» Exercise materials
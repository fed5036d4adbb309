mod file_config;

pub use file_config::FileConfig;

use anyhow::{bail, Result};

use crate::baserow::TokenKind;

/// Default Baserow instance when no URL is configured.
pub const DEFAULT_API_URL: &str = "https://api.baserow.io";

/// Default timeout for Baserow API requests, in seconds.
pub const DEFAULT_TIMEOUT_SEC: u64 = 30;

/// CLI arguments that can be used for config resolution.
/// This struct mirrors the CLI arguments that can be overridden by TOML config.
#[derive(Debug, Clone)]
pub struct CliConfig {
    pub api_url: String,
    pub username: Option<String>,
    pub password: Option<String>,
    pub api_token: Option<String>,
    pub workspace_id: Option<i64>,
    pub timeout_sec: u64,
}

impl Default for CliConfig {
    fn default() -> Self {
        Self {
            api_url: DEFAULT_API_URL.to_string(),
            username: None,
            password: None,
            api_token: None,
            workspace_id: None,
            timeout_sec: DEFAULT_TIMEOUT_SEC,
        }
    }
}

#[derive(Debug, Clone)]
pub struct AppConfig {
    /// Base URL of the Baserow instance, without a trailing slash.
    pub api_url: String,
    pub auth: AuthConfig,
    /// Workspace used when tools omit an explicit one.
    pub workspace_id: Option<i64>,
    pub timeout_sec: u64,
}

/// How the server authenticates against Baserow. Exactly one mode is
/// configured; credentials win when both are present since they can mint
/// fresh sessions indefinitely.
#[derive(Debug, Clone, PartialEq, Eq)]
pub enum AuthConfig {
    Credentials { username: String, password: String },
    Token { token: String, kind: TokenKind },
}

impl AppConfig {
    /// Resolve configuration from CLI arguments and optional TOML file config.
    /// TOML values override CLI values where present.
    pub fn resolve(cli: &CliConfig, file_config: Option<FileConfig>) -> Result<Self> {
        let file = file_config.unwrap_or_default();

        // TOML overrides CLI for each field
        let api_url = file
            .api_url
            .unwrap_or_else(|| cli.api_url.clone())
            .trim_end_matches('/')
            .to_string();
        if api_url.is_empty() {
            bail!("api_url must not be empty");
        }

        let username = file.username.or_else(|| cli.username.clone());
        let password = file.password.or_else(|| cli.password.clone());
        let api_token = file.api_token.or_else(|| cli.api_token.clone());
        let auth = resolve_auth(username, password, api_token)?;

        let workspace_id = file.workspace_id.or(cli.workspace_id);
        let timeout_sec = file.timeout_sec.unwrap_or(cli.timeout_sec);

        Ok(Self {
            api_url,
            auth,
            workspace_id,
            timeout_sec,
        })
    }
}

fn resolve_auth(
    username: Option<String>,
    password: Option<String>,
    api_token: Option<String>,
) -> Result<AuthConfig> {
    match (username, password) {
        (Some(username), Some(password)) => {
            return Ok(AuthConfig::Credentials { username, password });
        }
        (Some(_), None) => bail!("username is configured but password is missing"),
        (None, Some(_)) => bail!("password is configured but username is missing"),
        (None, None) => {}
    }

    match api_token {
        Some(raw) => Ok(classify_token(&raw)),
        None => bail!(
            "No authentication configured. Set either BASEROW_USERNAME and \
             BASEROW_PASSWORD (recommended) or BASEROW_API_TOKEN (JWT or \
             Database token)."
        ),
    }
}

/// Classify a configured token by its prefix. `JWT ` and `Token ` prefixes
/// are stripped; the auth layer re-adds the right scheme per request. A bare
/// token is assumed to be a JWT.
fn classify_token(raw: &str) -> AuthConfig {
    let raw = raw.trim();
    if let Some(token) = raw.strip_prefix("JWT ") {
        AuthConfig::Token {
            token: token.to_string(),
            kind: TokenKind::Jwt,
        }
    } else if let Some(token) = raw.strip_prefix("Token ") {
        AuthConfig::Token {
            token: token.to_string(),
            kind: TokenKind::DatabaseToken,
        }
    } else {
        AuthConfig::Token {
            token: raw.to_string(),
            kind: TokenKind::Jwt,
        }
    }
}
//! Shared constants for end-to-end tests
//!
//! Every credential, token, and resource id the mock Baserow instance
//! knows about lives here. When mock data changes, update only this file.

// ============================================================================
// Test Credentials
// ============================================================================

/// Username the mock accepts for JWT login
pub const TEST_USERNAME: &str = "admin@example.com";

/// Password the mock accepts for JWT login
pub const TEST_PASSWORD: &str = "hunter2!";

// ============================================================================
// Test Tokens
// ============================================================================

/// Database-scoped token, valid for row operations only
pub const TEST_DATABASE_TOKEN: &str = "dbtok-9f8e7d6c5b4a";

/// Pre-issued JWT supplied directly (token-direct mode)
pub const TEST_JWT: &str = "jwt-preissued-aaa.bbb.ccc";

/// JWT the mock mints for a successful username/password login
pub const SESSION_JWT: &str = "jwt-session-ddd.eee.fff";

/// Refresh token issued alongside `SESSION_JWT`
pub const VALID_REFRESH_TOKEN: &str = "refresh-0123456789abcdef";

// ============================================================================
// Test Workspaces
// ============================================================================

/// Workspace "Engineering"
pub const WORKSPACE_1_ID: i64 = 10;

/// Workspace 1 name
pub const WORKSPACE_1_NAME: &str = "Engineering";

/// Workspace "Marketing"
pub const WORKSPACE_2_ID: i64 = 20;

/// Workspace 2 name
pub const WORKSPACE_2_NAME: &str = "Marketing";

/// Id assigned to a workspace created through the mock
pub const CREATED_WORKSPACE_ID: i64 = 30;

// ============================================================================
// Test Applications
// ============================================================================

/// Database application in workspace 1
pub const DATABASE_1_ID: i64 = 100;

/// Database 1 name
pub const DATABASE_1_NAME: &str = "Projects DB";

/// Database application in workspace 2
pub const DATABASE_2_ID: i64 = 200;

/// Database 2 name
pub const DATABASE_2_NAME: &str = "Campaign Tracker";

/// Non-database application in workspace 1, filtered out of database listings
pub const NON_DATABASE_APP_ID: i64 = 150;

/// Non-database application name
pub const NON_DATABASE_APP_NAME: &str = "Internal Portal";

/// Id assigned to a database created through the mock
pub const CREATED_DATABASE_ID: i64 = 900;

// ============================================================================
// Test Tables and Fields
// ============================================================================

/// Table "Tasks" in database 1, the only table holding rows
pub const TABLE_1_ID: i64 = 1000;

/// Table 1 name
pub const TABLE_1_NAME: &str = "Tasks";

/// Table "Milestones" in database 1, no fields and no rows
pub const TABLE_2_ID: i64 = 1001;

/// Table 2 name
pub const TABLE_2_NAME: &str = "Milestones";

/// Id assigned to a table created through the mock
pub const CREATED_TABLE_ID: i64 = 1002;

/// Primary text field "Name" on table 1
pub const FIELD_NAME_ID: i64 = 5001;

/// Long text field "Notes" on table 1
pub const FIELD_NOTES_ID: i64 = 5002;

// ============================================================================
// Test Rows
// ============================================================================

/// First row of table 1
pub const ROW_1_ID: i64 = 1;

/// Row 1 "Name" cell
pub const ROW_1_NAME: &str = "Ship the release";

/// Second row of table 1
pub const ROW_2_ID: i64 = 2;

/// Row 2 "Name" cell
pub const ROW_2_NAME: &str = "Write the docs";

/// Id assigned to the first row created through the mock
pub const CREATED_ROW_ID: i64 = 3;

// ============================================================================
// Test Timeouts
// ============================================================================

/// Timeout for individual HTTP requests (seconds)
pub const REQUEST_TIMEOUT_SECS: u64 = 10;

» Try it
From the very first line of the records down to the line with "pub const DEFAULT_TIMEOUT_SEC: u64 = 30;", please write out each line exactly, including both ends and no other lines.

» Exercise response
repository fed5036d4adbb309
mod file_config;

pub use file_config::FileConfig;

use anyhow::{bail, Result};

use crate::baserow::TokenKind;

/// Default Baserow instance when no URL is configured.
pub const DEFAULT_API_URL: &str = "https://api.baserow.io";

/// Default timeout for Baserow API requests, in seconds.
pub const DEFAULT_TIMEOUT_SEC: u64 = 30;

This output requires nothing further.